The focus of this project has been on the use of mono-diimine ruthenium organometallic complexes, of the general structure [H(Ru)(CO)(L)2(L’)2][PF6] (L=PPh3, DPPENE and L’=Bpy, DcBpy, MBpyC, Phen, AminoPhen) bound to surfaces as luminescent probes. Both biological and inorganic/organic hybrid surfaces have been studied. The complexes were characterized both bound and unbound using standard analytical techniques such as NMR, IR and X-ray crystallography, as well as through several photophysical methods as well.

Initially the study focused on how the photophyscial properties of the complexes were affected by incorporation into biological membranes. It was found that by conjugating the probes to a more rigid cholesterol moiety that luminescence was conserved, compared to conjugation with a far more flexible lipid moiety, where luminescence was either lost or reduced. Both the cholesterol and lipid conjugates were able to insert into a lipid membrane, and in the more rigid environment some of the lipid conjugates regained some of their luminescence, but often blue shifted and reduced, depending on the conjugation site.

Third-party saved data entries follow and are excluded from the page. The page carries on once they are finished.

//! Map semantics: string keys to child nodes, last writer wins per key.

use super::{
    ApplyResult, KeyChange, OpSource, Pool, StorageUpdate,
    node::{Node, ParentLink},
};
use crate::{
    Result,
    op::{CreateOp, Op},
};

impl Pool {
    pub(crate) fn attach_to_map(&mut self, op: &CreateOp, source: OpSource) -> Result<ApplyResult> {
        let key = op.parent_key.as_str();
        if !self.claim_key(&op.parent_id, key, op.op_id.as_ref(), source) {
            return Ok(ApplyResult::Unmodified);
        }

        let previous = self.map(&op.parent_id)?.entries.get(key).cloned();
        let reverse = match &previous {
            Some(child) => self.subtree_ops(child)?,
            None => vec![Op::delete(op.id.clone())],
        };
        if let Some(child) = previous {
            self.map_mut(&op.parent_id)?.entries.remove(key);
            self.remove_subtree(&child);
        }

        self.insert_node(
            Node::from_create(op.id.clone(), &op.kind),
            ParentLink {
                id: op.parent_id.clone(),
                key: key.to_string(),
            },
        );
        self.map_mut(&op.parent_id)?
            .entries
            .insert(key.to_string(), op.id.clone());
        self.invalidate(&op.parent_id);

        let update = StorageUpdate::map(
            op.parent_id.clone(),
            self.path(&op.parent_id),
            key,
            KeyChange::Updated,
        );
        Ok(ApplyResult::modified(update, reverse))
    }
}
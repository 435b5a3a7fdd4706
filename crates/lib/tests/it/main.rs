/*! Integration tests for Canopy.
 *
 * This test suite is organized as a single integration test binary
 * following the pattern described by matklad in
 * https://matklad.github.io/2021/02/27/delete-cargo-integration-tests.html
 *
 * The module structure mirrors the main library structure:
 * - room: Tests for the Room mutation API, acks, history, subscriptions and resync
 * - snapshot: Tests for derived caches fed by room storage
 * - wire: Tests for the JSON boundary and the channel transport
 */

use tracing_subscriber::EnvFilter;

#[ctor::ctor]
fn init_test_tracing() {
    let _ = tracing_subscriber::fmt()
        .with_env_filter(
            EnvFilter::from_default_env().add_directive("canopy=info".parse().unwrap()),
        )
        .with_test_writer()
        .try_init();
}

mod helpers;
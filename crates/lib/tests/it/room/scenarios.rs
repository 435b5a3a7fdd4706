//! End-to-end scenarios for the core list and map behaviors.

use canopy::{
    LiveValue, NodeId,
    crdt::ListChange,
    op::{CreateKind, CreateOp, Intent, Op},
    room::SubscribeOptions,
};
use serde_json::json;

use crate::helpers::*;

#[test]
fn test_push_appends_in_order() {
    let (mut room, list) = room_with_list(1);

    room.list_push(&list, "a").unwrap();
    room.list_push(&list, "b").unwrap();

    assert_eq!(root_json(&room), json!({"items": ["a", "b"]}));
}

#[test]
fn test_move_first_to_last() {
    let mut room = test_room(1);
    let list = room
        .object_set(&NodeId::root(), "items", LiveValue::list(["A", "B", "C"]))
        .unwrap()
        .unwrap();

    room.list_move(&list, 0, 2).unwrap();

    assert_eq!(list_json(&room, &list), json!(["B", "C", "A"]));
}

#[test]
fn test_remote_set_over_pending_push_does_not_duplicate() {
    let (mut room, list) = room_with_list(1);
    room.list_push(&list, "B").unwrap();
    let pushed = room.pending().iter().last().unwrap().op.clone();
    let position = pushed.as_create().unwrap().parent_key.clone();

    let recorded = record_updates(&mut room, &list, SubscribeOptions::default());
    let remote = Op::Create(CreateOp {
        op_id: None,
        id: NodeId::new("2:0"),
        parent_id: list.clone(),
        parent_key: position,
        kind: CreateKind::Register(json!("B")),
        intent: Some(Intent::Set),
        deleted_id: None,
    });
    room.apply_remote_operations(&[remote]).unwrap();

    assert_eq!(list_json(&room, &list), json!(["B"]));
    {
        let recorded = recorded.borrow();
        assert_eq!(recorded.len(), 1);
        let changes = recorded[0][0].list_changes().unwrap();
        assert_eq!(changes.len(), 1);
        assert!(matches!(changes[0], ListChange::Set { index: 0, .. }));
    }

    // The late ack for the replaced push changes nothing.
    room.apply_remote_operations(&[pushed]).unwrap();
    assert_eq!(list_json(&room, &list), json!(["B"]));
    assert_eq!(recorded.borrow().len(), 1);
}

#[test]
fn test_batched_map_writes_notify_once() {
    let mut room = test_room(1);
    let map = room
        .object_set(
            &NodeId::root(),
            "map",
            LiveValue::map(Vec::<(String, LiveValue)>::new()),
        )
        .unwrap()
        .unwrap();
    let recorded = record_updates(&mut room, &NodeId::root(), SubscribeOptions::deep());

    room.batch(|room| {
        room.map_set(&map, "key", "a")?;
        room.map_set(&map, "key", "b")?;
        Ok(())
    })
    .unwrap();

    assert_eq!(recorded.borrow().len(), 1);
    assert_eq!(room.get(&map, "key").unwrap().unwrap(), json!("b"));

    // One batch, one history entry.
    room.undo().unwrap();
    assert_eq!(root_json(&room), json!({"map": {}}));
    assert!(room.can_undo());
}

Silica Polyamine Composites (SPCs) were a hybrid material developed in the Rosenberg Lab as useful metal separation materials, that could be easily modified, and had several benefits over current commercially available polymers, or inorganic materials. These SPCs also provided an opportunity for the development of a heterogeneous platform for luminescent complexes as either catalysts or sensors. Upon binding of the luminescent Ru complexes to the surface no loss, or major change in luminescence was seen, however, when bound to the rigid surface a significant increase in excited state lifetime was measured. It is likely that through binding and interacting with the surface that the complexes lost non-radiative decay pathways, resulting in the increase in lifetime, however, these interactions do not seem to affect the energy level of the MLCT band in a large way.

With a better understanding of the effects of surface binding on the complexes, the study turned to possible applications, as either sensors or catalysts. Recently the bound complexes have been found to be very useful as toxic metal sensors, as the free amines left on the surface could bind toxic metal ions in close proximity leading to either a quenching or enhancement of the luminescence of the complexes, depending on the metal ion. This process was determined to be a static process, requiring the toxic metal to remain bound to the surface in order to affect the luminescence of the Ru complex. The quenching is thought to be due to a metal-centered electron-transfer reaction, in which the excited-state electron is transferred from the Ru to the toxic metal, but relaxes back to the Ru center. The enhancement of luminescence is due to the external heavy-atom effect, in which heavier atoms mixes MLCT singlet state with the triplet state through spin-orbit coupling.